China’s President Xi Jinping has met US Secretary of State Antony Blinken in Beijing – as the world’s two biggest economies look to cool rising tensions.
Mr Xi also said the two countries had made “progress and reached agreement” on “some specific issues”.
The Chinese leader spoke to Mr Blinken while sat at the head of a long conference table in Beijing’s Great Hall of the People.
Mr Blinken, meanwhile, said the two countries agreed the need to stabilise their relationship and that the US would work with China in areas of mutual interest – such as food safety.
He also reiterated Washington’s long-standing “One China” policy – in which the US maintains official relations with Beijing and “robustly informal” ones with Taiwan.
However, Mr Blinken said that he raised Washington’s “concerns” with Mr Xi about China’s “provocative” actions in the Taiwan strait.
It comes after Mr Blinken – who is in China for his second day of meetings – met China’s top diplomat earlier on Monday and foreign minister Qin Gang on Sunday.
He is the first US secretary of state to visit China in five years, and also the highest-level US official to visit China since Joe Biden took office in January 2021.
The visit had been postponed from earlier in the year following the spy balloon saga, when a suspected Chinese surveillance device flew over US airspace for several days before being shot down.
Mr Blinken’s visit is expected to usher in a new round of visits by senior US and Chinese officials – possibly including a meeting between Mr Xi and Mr Biden in the coming months.

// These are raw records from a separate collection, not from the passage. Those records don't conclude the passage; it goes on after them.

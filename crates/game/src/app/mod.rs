pub(crate) mod bootstrap;
mod gameplay;
pub(crate) mod loop_runner;
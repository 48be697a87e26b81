use crate::geom::Vec2;

/// Sixteen world units span the default 512 px frame.
pub const PIXELS_PER_WORLD: f32 = 32.0;

#[derive(Debug, Clone, Copy)]
pub struct Viewport {
    pub width: u32,
    pub height: u32,
}

/// Maps a world point to frame pixels with `camera` at the frame center.
/// Screen `y` grows downward.
pub fn world_to_screen(
    world: Vec2,
    camera: Vec2,
    viewport: Viewport,
    pixels_per_world: f32,
) -> (i32, i32) {
    let x = (world.x - camera.x) * pixels_per_world + viewport.width as f32 * 0.5;
    let y = viewport.height as f32 * 0.5 - (world.y - camera.y) * pixels_per_world;
    (x.round() as i32, y.round() as i32)
}
use engine::{Actor, Body, Size2};

use super::super::entity::{Entity, EntityCore, GameContext, Physics};
use super::super::resources::Model;
use super::super::util::cycle;

const TREE_SIZE: f32 = 4.0;

fn decoration(size: Size2) -> EntityCore {
    EntityCore::new(Body {
        size,
        ..Body::default()
    })
}

pub(crate) struct Tree {
    core: EntityCore,
    time: i32,
}

impl Tree {
    pub(crate) fn new() -> Self {
        Self {
            core: decoration(Size2::square(TREE_SIZE)),
            time: 0,
        }
    }
}

impl Entity for Tree {
    fn core(&self) -> &EntityCore {
        &self.core
    }

    fn core_mut(&mut self) -> &mut EntityCore {
        &mut self.core
    }

    fn kind(&self) -> &'static str {
        "tree"
    }

    fn tick(&mut self, _game: &mut GameContext<'_>, _physics: &dyn Physics) {
        self.time += 1;
    }

    fn add_actors(&self, actors: &mut Vec<Actor>) {
        let mut actor = Actor::new(Model::Tree.id(), self.core.body.pos, self.core.body.size);
        actor.ratio = cycle(self.time, 30);
        actors.push(actor);
    }
}

pub(crate) struct Owl {
    core: EntityCore,
}

impl Owl {
    pub(crate) fn new() -> Self {
        Self {
            core: decoration(Size2::square(1.0)),
        }
    }
}

impl Entity for Owl {
    fn core(&self) -> &EntityCore {
        &self.core
    }

    fn core_mut(&mut self) -> &mut EntityCore {
        &mut self.core
    }

    fn kind(&self) -> &'static str {
        "owl"
    }

    fn add_actors(&self, actors: &mut Vec<Actor>) {
        actors.push(Actor::new(
            Model::Owl.id(),
            self.core.body.pos,
            self.core.body.size,
        ));
    }
}
const GLYPH_WIDTH: i32 = 3;
const GLYPH_HEIGHT: usize = 5;
const TEXT_SCALE: i32 = 3;
pub(crate) const GLYPH_ADVANCE: i32 = (GLYPH_WIDTH + 1) * TEXT_SCALE;
pub(crate) const LINE_ADVANCE: i32 = (GLYPH_HEIGHT as i32 + 2) * TEXT_SCALE;

type GlyphRows = [u8; GLYPH_HEIGHT];

/// 3x5 glyphs, one bit per column with the leftmost column in bit 2.
/// Lowercase letters render with their uppercase glyph.
const GLYPHS: &[(char, GlyphRows)] = &[
    ('!', [0b010, 0b010, 0b010, 0b000, 0b010]),
    ('\'', [0b010, 0b010, 0b000, 0b000, 0b000]),
    ('(', [0b001, 0b010, 0b010, 0b010, 0b001]),
    (')', [0b100, 0b010, 0b010, 0b010, 0b100]),
    (',', [0b000, 0b000, 0b000, 0b010, 0b100]),
    ('-', [0b000, 0b000, 0b111, 0b000, 0b000]),
    ('.', [0b000, 0b000, 0b000, 0b000, 0b010]),
    ('/', [0b001, 0b001, 0b010, 0b100, 0b100]),
    ('0', [0b111, 0b101, 0b101, 0b101, 0b111]),
    ('1', [0b010, 0b110, 0b010, 0b010, 0b111]),
    ('2', [0b111, 0b001, 0b111, 0b100, 0b111]),
    ('3', [0b111, 0b001, 0b111, 0b001, 0b111]),
    ('4', [0b101, 0b101, 0b111, 0b001, 0b001]),
    ('5', [0b111, 0b100, 0b111, 0b001, 0b111]),
    ('6', [0b111, 0b100, 0b111, 0b101, 0b111]),
    ('7', [0b111, 0b001, 0b010, 0b010, 0b010]),
    ('8', [0b111, 0b101, 0b111, 0b101, 0b111]),
    ('9', [0b111, 0b101, 0b111, 0b001, 0b111]),
    (':', [0b000, 0b010, 0b000, 0b010, 0b000]),
    ('?', [0b111, 0b001, 0b011, 0b000, 0b010]),
    ('A', [0b010, 0b101, 0b111, 0b101, 0b101]),
    ('B', [0b110, 0b101, 0b110, 0b101, 0b110]),
    ('C', [0b111, 0b100, 0b100, 0b100, 0b111]),
    ('D', [0b110, 0b101, 0b101, 0b101, 0b110]),
    ('E', [0b111, 0b100, 0b110, 0b100, 0b111]),
    ('F', [0b111, 0b100, 0b110, 0b100, 0b100]),
    ('G', [0b111, 0b100, 0b101, 0b101, 0b111]),
    ('H', [0b101, 0b101, 0b111, 0b101, 0b101]),
    ('I', [0b111, 0b010, 0b010, 0b010, 0b111]),
    ('J', [0b111, 0b001, 0b001, 0b101, 0b111]),
    ('K', [0b101, 0b101, 0b110, 0b101, 0b101]),
    ('L', [0b100, 0b100, 0b100, 0b100, 0b111]),
    ('M', [0b101, 0b111, 0b111, 0b101, 0b101]),
    ('N', [0b101, 0b111, 0b111, 0b111, 0b101]),
    ('O', [0b111, 0b101, 0b101, 0b101, 0b111]),
    ('P', [0b110, 0b101, 0b110, 0b100, 0b100]),
    ('Q', [0b111, 0b101, 0b101, 0b111, 0b001]),
    ('R', [0b110, 0b101, 0b110, 0b101, 0b101]),
    ('S', [0b111, 0b100, 0b111, 0b001, 0b111]),
    ('T', [0b111, 0b010, 0b010, 0b010, 0b010]),
    ('U', [0b101, 0b101, 0b101, 0b101, 0b111]),
    ('V', [0b101, 0b101, 0b101, 0b101, 0b010]),
    ('W', [0b101, 0b101, 0b111, 0b111, 0b101]),
    ('X', [0b101, 0b101, 0b010, 0b101, 0b101]),
    ('Y', [0b101, 0b101, 0b010, 0b010, 0b010]),
    ('Z', [0b111, 0b001, 0b010, 0b100, 0b111]),
    ('[', [0b110, 0b100, 0b100, 0b100, 0b110]),
    (']', [0b011, 0b001, 0b001, 0b001, 0b011]),
];

fn glyph_rows(ch: char) -> Option<GlyphRows> {
    let ch = ch.to_ascii_uppercase();
    GLYPHS
        .iter()
        .find(|(glyph, _)| *glyph == ch)
        .map(|(_, rows)| *rows)
}

/// Draws `text` with its top-left corner at `(x, y)`; unknown characters
/// advance like a space.
pub(crate) fn draw_text_clipped(
    frame: &mut [u8],
    width: u32,
    height: u32,
    x: i32,
    y: i32,
    text: &str,
    color: [u8; 4],
) {
    let mut cursor_x = x;
    for ch in text.chars() {
        if let Some(rows) = glyph_rows(ch) {
            draw_glyph_clipped(frame, width, height, cursor_x, y, rows, color);
        }
        cursor_x += GLYPH_ADVANCE;
    }
}

fn draw_glyph_clipped(
    frame: &mut [u8],
    width: u32,
    height: u32,
    x: i32,
    y: i32,
    rows: GlyphRows,
    color: [u8; 4],
) {
    for (row_index, row_bits) in rows.iter().enumerate() {
        let glyph_y = y + row_index as i32 * TEXT_SCALE;
        for col in 0..GLYPH_WIDTH {
            if row_bits & (1 << (GLYPH_WIDTH - 1 - col)) == 0 {
                continue;
            }
            let glyph_x = x + col * TEXT_SCALE;
            for sy in 0..TEXT_SCALE {
                for sx in 0..TEXT_SCALE {
                    super::renderer::write_pixel_rgba_clipped(
                        frame,
                        width,
                        height,
                        glyph_x + sx,
                        glyph_y + sy,
                        color,
                    );
                }
            }
        }
    }
}

#[cfg(test)]
mod tests {
    use super::*;

    #[test]
    fn lowercase_uses_uppercase_glyph() {
        assert_eq!(glyph_rows('a'), glyph_rows('A'));
        assert!(glyph_rows('?').is_some());
        assert!(glyph_rows('~').is_none());
    }

    #[test]
    fn text_is_clipped_to_frame() {
        let (width, height) = (8u32, 8u32);
        let mut frame = vec![0u8; (width * height * 4) as usize];
        draw_text_clipped(&mut frame, width, height, -2, -4, "HI THERE", [255, 0, 0, 255]);
        assert!(frame.chunks(4).any(|pixel| pixel[0] == 255));
    }

    #[test]
    fn space_draws_nothing() {
        let mut frame = vec![0u8; 16 * 16 * 4];
        draw_text_clipped(&mut frame, 16, 16, 0, 0, "   ", [255, 255, 255, 255]);
        assert!(frame.iter().all(|byte| *byte == 0));
    }
}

In earlier “positive” meetings between Mr Blinken and senior Chinese officials, the two sides expressed willingness to talk.
However, they showed little inclination to bend on hardened positions such as Taiwan – the self-governing island that Beijing claims as its own territory.
They are also at odds over issues ranging from trade, US efforts to hold back China’s semiconductor industry, and the ruling Communist Party’s human rights track record.
On Sunday, Mr Blinken “emphasised the importance of diplomacy and maintaining open channels of communication” during his meeting with Mr Qin, according to a statement by the US State Department.
Regular talks would “reduce the risk of misperception and miscalculation”, the department added.
China’s ministry of foreign affairs said in a statement Mr Blinken’s visit “coincides with a critical juncture in China-US” relations.
It also blamed the US’s “erroneous perception” of China for the current “low point” in relations and called for the US to lift unilateral sanctions and the suppression of its technology.